──────── Data listing
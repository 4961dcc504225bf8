mod common;

use common::{admin, user, TestHarness};
use vellum_lib::model::{Ace, Acl, AclPropagation};
use vellum_lib::view::ViewOptions;
use vellum_lib::RepositoryError;

fn principals(acl: &Acl) -> Vec<(String, Vec<String>, bool)> {
    acl.aces
        .iter()
        .map(|a| {
            (
                a.principal_id.clone(),
                a.permissions.iter().cloned().collect(),
                a.direct,
            )
        })
        .collect()
}

#[test]
fn test_children_inherit_ancestor_entries() {
    let h = TestHarness::new();
    let projects = h.folder(&h.root(), "projects");
    h.grant(&projects, &[Ace::new("alice", ["cmis:write"])]);
    let drafts = h.folder(&projects, "drafts");

    let acl = h.service.get_acl(&admin(), &drafts).unwrap();
    assert_eq!(
        principals(&acl),
        vec![
            ("alice".to_string(), vec!["cmis:write".to_string()], false),
            ("anyone".to_string(), vec!["cmis:read".to_string()], false),
        ]
    );

    let view = h.view(&user("alice"), &drafts);
    assert_eq!(view.name(), Some("drafts"));
}

#[test]
fn test_non_inheriting_object_cuts_off_ancestors() {
    let h = TestHarness::new();
    let hr = h.folder(&h.root(), "hr");
    h.restrict(&hr, &[Ace::new("bob", ["cmis:read"])]);
    let payroll = h.folder(&hr, "payroll");

    let acl = h.service.get_acl(&admin(), &payroll).unwrap();
    assert_eq!(
        principals(&acl),
        vec![("bob".to_string(), vec!["cmis:read".to_string()], false)]
    );

    assert!(h
        .service
        .get_object(&user("bob"), &payroll, &ViewOptions::default())
        .is_ok());
    assert!(matches!(
        h.service
            .get_object(&user("alice"), &payroll, &ViewOptions::default()),
        Err(RepositoryError::PermissionDenied(_))
    ));
    // Admins bypass the ACL.
    assert!(h
        .service
        .get_object(&admin(), &payroll, &ViewOptions::default())
        .is_ok());
}

#[test]
fn test_direct_entry_overrides_inherited_one() {
    let h = TestHarness::new();
    let team = h.folder(&h.root(), "team");
    h.grant(&team, &[Ace::new("alice", ["cmis:all"])]);
    let notes = h.folder(&team, "notes");
    h.grant(&notes, &[Ace::new("alice", ["cmis:read"])]);

    let acl = h.service.get_acl(&admin(), &notes).unwrap();
    let alice = acl.get("alice").unwrap();
    assert!(alice.direct);
    assert_eq!(alice.permissions.len(), 1);
    assert!(alice.permissions.contains("cmis:read"));
}

#[test]
fn test_nearer_ancestor_limits_grandchildren() {
    let h = TestHarness::new();
    let outer = h.folder(&h.root(), "outer");
    h.grant(&outer, &[Ace::new("bob", ["cmis:all"])]);
    let middle = h.folder(&outer, "middle");
    h.grant(&middle, &[Ace::new("bob", ["cmis:read"])]);
    let inner = h.folder(&middle, "inner");

    let acl = h.service.get_acl(&admin(), &inner).unwrap();
    let bob = acl.get("bob").unwrap();
    assert!(!bob.direct);
    assert_eq!(bob.permissions.iter().collect::<Vec<_>>(), vec!["cmis:read"]);

    assert!(matches!(
        h.service.delete_object(&user("bob"), &inner, false),
        Err(RepositoryError::PermissionDenied(_))
    ));
    assert!(h
        .service
        .get_object(&user("bob"), &inner, &ViewOptions::default())
        .is_ok());
}

#[test]
fn test_object_only_entries_do_not_propagate() {
    let h = TestHarness::new();
    let inbox = h.folder(&h.root(), "inbox");
    h.service
        .apply_acl(
            &admin(),
            &inbox,
            &[Ace::new("carol", ["cmis:write"])],
            AclPropagation::ObjectOnly,
            None,
        )
        .unwrap();
    let child = h.folder(&inbox, "child");

    assert!(h.service.get_acl(&admin(), &inbox).unwrap().get("carol").is_some());
    assert!(h.service.get_acl(&admin(), &child).unwrap().get("carol").is_none());
}

#[test]
fn test_ancestor_change_reaches_cached_descendant_views() {
    let h = TestHarness::new();
    let vault = h.folder(&h.root(), "vault");
    h.restrict(&vault, &[Ace::new("bob", ["cmis:read"])]);
    let inner = h.folder(&vault, "inner");
    let doc = h.document(&inner, "secret.txt", "s3cret");

    // Populate the view cache.
    assert!(h.view(&user("bob"), &doc.id).acl.is_some());
    assert!(matches!(
        h.service
            .get_object(&user("carol"), &doc.id, &ViewOptions::default()),
        Err(RepositoryError::PermissionDenied(_))
    ));

    h.restrict(
        &vault,
        &[
            Ace::new("bob", ["cmis:read"]),
            Ace::new("carol", ["cmis:read"]),
        ],
    );

    let view = h.view(&user("carol"), &doc.id);
    let acl = view.acl.unwrap();
    assert!(acl.get("carol").is_some());
}

#[test]
fn test_top_level_objects_start_private_when_configured() {
    let h = TestHarness::builder()
        .configure(|c| c.capabilities.inherit_at_top_level = false)
        .build();
    let home = h.folder(&h.root(), "home");

    let acl = h.service.get_acl(&admin(), &home).unwrap();
    assert_eq!(
        principals(&acl),
        vec![("admin".to_string(), vec!["cmis:all".to_string()], true)]
    );
    assert!(matches!(
        h.service.get_object(&user("alice"), &home, &ViewOptions::default()),
        Err(RepositoryError::PermissionDenied(_))
    ));

    // Deeper levels inherit as usual.
    let nested = h.folder(&home, "nested");
    assert!(h.service.get_acl(&admin(), &nested).unwrap().get("admin").is_some());
}

#[test]
fn test_apply_acl_needs_all_permission() {
    let h = TestHarness::new();
    let shared = h.folder(&h.root(), "shared");
    h.grant(&shared, &[Ace::new("alice", ["cmis:write"])]);

    let result = h.service.apply_acl(
        &user("alice"),
        &shared,
        &[Ace::new("alice", ["cmis:all"])],
        AclPropagation::Propagate,
        None,
    );
    assert!(matches!(result, Err(RepositoryError::PermissionDenied(_))));
    assert!(h.service.get_acl(&admin(), &shared).unwrap().get("alice").is_some());
}

#[test]
fn test_allowable_actions_follow_permissions() {
    use vellum_lib::acl::Action;

    let h = TestHarness::new();
    let folder = h.folder(&h.root(), "docs");
    h.grant(&folder, &[Ace::new("alice", ["cmis:write"])]);
    let doc = h.document(&folder, "a.txt", "a");

    let alice = h.service.get_allowable_actions(&user("alice"), &doc.id).unwrap();
    assert!(alice.contains(&Action::GetProperties));
    assert!(alice.contains(&Action::UpdateProperties));
    assert!(alice.contains(&Action::CheckOut));
    assert!(!alice.contains(&Action::DeleteObject));
    assert!(!alice.contains(&Action::ApplyAcl));

    let reader = h.service.get_allowable_actions(&user("dave"), &doc.id).unwrap();
    assert!(reader.contains(&Action::GetContentStream));
    assert!(!reader.contains(&Action::UpdateProperties));
}
//! Object operations: create, read, update, move, delete and content streams.

use log::{debug, info};
use std::collections::{BTreeSet, HashSet};

use super::{Mutation, RepositoryService};
use crate::acl::{local_acl_from_request, Action, CallContext};
use crate::error::{RepositoryError, RepositoryResult};
use crate::lock::{LockRequest, LockSet};
use crate::model::{
    ids, next_version_label, Ace, AclPropagation, BaseType, Content, ContentKind,
    ContentStream, ContentStreamAllowed, DocumentData, FolderData, Permission, PolicyData,
    Properties, PropertyValue, RelationshipData, Rendition, TypeDefinition, VersionSeries,
    VersioningState,
};
use crate::storage::StoreError;
use crate::validation;
use crate::view::{ObjectView, ViewOptions};

/// Input of [`RepositoryService::create`].
///
/// `properties` must carry `cmis:name` and `cmis:objectTypeId`;
/// relationships also need `cmis:sourceId` and `cmis:targetId`.
#[derive(Debug, Clone, Default)]
pub struct CreateRequest {
    pub properties: Properties,
    pub parent_id: Option<String>,
    pub content_stream: Option<ContentStream>,
    pub versioning_state: Option<VersioningState>,
    /// Direct ACEs to set on the new object, in display form.
    pub aces: Vec<Ace>,
}

impl CreateRequest {
    pub fn new(type_id: &str, name: &str) -> Self {
        Self {
            properties: Properties::new()
                .with(ids::OBJECT_TYPE_ID, PropertyValue::Id(type_id.to_string()))
                .with(ids::NAME, name),
            ..Self::default()
        }
    }

    pub fn relationship(type_id: &str, name: &str, source_id: &str, target_id: &str) -> Self {
        Self::new(type_id, name)
            .with_property(ids::SOURCE_ID, PropertyValue::Id(source_id.to_string()))
            .with_property(ids::TARGET_ID, PropertyValue::Id(target_id.to_string()))
    }

    pub fn in_folder(mut self, parent_id: &str) -> Self {
        self.parent_id = Some(parent_id.to_string());
        self
    }

    pub fn with_property(mut self, id: &str, value: impl Into<PropertyValue>) -> Self {
        self.properties.set(id, value);
        self
    }

    pub fn with_stream(mut self, stream: ContentStream) -> Self {
        self.content_stream = Some(stream);
        self
    }

    pub fn with_versioning_state(mut self, state: VersioningState) -> Self {
        self.versioning_state = Some(state);
        self
    }

    pub fn with_aces(mut self, aces: Vec<Ace>) -> Self {
        self.aces = aces;
        self
    }
}

/// Which end of a relationship an object must be on to list it.
#[derive(Debug, Clone, Copy, Default, PartialEq, Eq)]
pub enum RelationshipDirection {
    #[default]
    Source,
    Target,
    Either,
}

impl RelationshipDirection {
    fn matches(&self, object_id: &str, rel: &RelationshipData) -> bool {
        match self {
            RelationshipDirection::Source => rel.source_id == object_id,
            RelationshipDirection::Target => rel.target_id == object_id,
            RelationshipDirection::Either => {
                rel.source_id == object_id || rel.target_id == object_id
            }
        }
    }
}
//! Per-repository caches.
//!
//! A [`CachePool`] holds one [`CacheFacet`] for compiled views and one for raw
//! content, both keyed by object id. Facets are trait objects so a
//! repository can run with caching disabled.
//!
//! Every facet keeps a generation counter bumped on invalidation. A value
//! computed from a read that started before an invalidation is dropped on
//! `put`, so a completed mutation is never followed by a stale hit.

use dashmap::DashMap;
use log::debug;
use std::sync::atomic::{AtomicU64, Ordering};
use std::sync::Arc;

use crate::config::{CacheConfig, FacetConfig};
use crate::error::RepositoryResult;
use crate::model::Content;
use crate::view::CompiledView;

pub trait CacheFacet<V: Clone + Send + Sync>: Send + Sync {
    fn name(&self) -> &str;

    fn get(&self, key: &str) -> Option<V>;

    /// Generation to pass to [`put`](Self::put); take it before reading
    /// the data being cached.
    fn stamp(&self) -> u64;

    /// Store `value` unless the facet was invalidated after `stamp`.
    fn put(&self, key: &str, value: V, stamp: u64);

    fn invalidate(&self, key: &str);

    fn clear(&self);

    fn len(&self) -> usize;

    fn is_empty(&self) -> bool {
        self.len() == 0
    }

    fn get_or_compute(
        &self,
        key: &str,
        compute: &mut dyn FnMut() -> RepositoryResult<V>,
    ) -> RepositoryResult<V> {
        if let Some(value) = self.get(key) {
            return Ok(value);
        }
        let stamp = self.stamp();
        let value = compute()?;
        self.put(key, value.clone(), stamp);
        Ok(value)
    }
}

/// Bounded in-memory facet.
pub struct MemoryCache<V> {
    name: String,
    entries: DashMap<String, V>,
    capacity: usize,
    generation: AtomicU64,
    hits: AtomicU64,
    misses: AtomicU64,
}

impl<V: Clone + Send + Sync> MemoryCache<V> {
    pub fn new(name: &str, capacity: usize) -> Self {
        Self {
            name: name.to_string(),
            entries: DashMap::new(),
            capacity: capacity.max(1),
            generation: AtomicU64::new(0),
            hits: AtomicU64::new(0),
            misses: AtomicU64::new(0),
        }
    }

    pub fn hits(&self) -> u64 {
        self.hits.load(Ordering::SeqCst)
    }

    pub fn misses(&self) -> u64 {
        self.misses.load(Ordering::SeqCst)
    }

    fn evict_one(&self) {
        let victim = self.entries.iter().next().map(|e| e.key().clone());
        if let Some(key) = victim {
            debug!("{}: evicting {}", self.name, key);
            self.entries.remove(&key);
        }
    }
}

impl<V: Clone + Send + Sync> CacheFacet<V> for MemoryCache<V> {
    fn name(&self) -> &str {
        &self.name
    }

    fn get(&self, key: &str) -> Option<V> {
        let value = self.entries.get(key).map(|v| v.value().clone());
        match value {
            Some(_) => self.hits.fetch_add(1, Ordering::SeqCst),
            None => self.misses.fetch_add(1, Ordering::SeqCst),
        };
        value
    }

    fn stamp(&self) -> u64 {
        self.generation.load(Ordering::SeqCst)
    }

    fn put(&self, key: &str, value: V, stamp: u64) {
        if self.stamp() != stamp {
            return;
        }
        if self.entries.len() >= self.capacity && !self.entries.contains_key(key) {
            self.evict_one();
        }
        self.entries.insert(key.to_string(), value);
        // An invalidation that raced past the first check bumped the
        // generation before removing; undo our insert so it cannot survive.
        if self.stamp() != stamp {
            self.entries.remove(key);
        }
    }

    fn invalidate(&self, key: &str) {
        self.generation.fetch_add(1, Ordering::SeqCst);
        if self.entries.remove(key).is_some() {
            debug!("{}: invalidated {}", self.name, key);
        }
    }

    fn clear(&self) {
        self.generation.fetch_add(1, Ordering::SeqCst);
        self.entries.clear();
    }

    fn len(&self) -> usize {
        self.entries.len()
    }
}

/// Facet that never stores anything.
pub struct DisabledCache {
    name: String,
}

impl DisabledCache {
    pub fn new(name: &str) -> Self {
        Self {
            name: name.to_string(),
        }
    }
}

impl<V: Clone + Send + Sync> CacheFacet<V> for DisabledCache {
    fn name(&self) -> &str {
        &self.name
    }

    fn get(&self, _key: &str) -> Option<V> {
        None
    }

    fn stamp(&self) -> u64 {
        0
    }

    fn put(&self, _key: &str, _value: V, _stamp: u64) {}

    fn invalidate(&self, _key: &str) {}

    fn clear(&self) {}

    fn len(&self) -> usize {
        0
    }
}

fn facet<V: Clone + Send + Sync + 'static>(
    name: &str,
    config: &FacetConfig,
) -> Arc<dyn CacheFacet<V>> {
    if config.enabled {
        Arc::new(MemoryCache::new(name, config.capacity))
    } else {
        Arc::new(DisabledCache::new(name))
    }
}

/// The caches of one repository.
pub struct CachePool {
    view: Arc<dyn CacheFacet<CompiledView>>,
    content: Arc<dyn CacheFacet<Content>>,
}

impl CachePool {
    pub fn new(
        view: Arc<dyn CacheFacet<CompiledView>>,
        content: Arc<dyn CacheFacet<Content>>,
    ) -> Self {
        Self { view, content }
    }

    pub fn from_config(repository_id: &str, config: &CacheConfig) -> Self {
        Self::new(
            facet(&format!("{}:view", repository_id), &config.view),
            facet(&format!("{}:content", repository_id), &config.content),
        )
    }

    pub fn view(&self) -> &dyn CacheFacet<CompiledView> {
        self.view.as_ref()
    }

    pub fn content(&self) -> &dyn CacheFacet<Content> {
        self.content.as_ref()
    }

    /// Drop every cached entry for `id`.
    pub fn invalidate(&self, id: &str) {
        self.view.invalidate(id);
        self.content.invalidate(id);
    }

    pub fn invalidate_all<'a, I>(&self, ids: I)
    where
        I: IntoIterator<Item = &'a str>,
    {
        for id in ids {
            self.invalidate(id);
        }
    }

    pub fn clear(&self) {
        self.view.clear();
        self.content.clear();
    }
}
────────────────
Problem to solve
The lines needed are those in the data above that hold the string "CreateRequest"; copy each of them.

The completed task
pub struct CreateRequest {
impl CreateRequest {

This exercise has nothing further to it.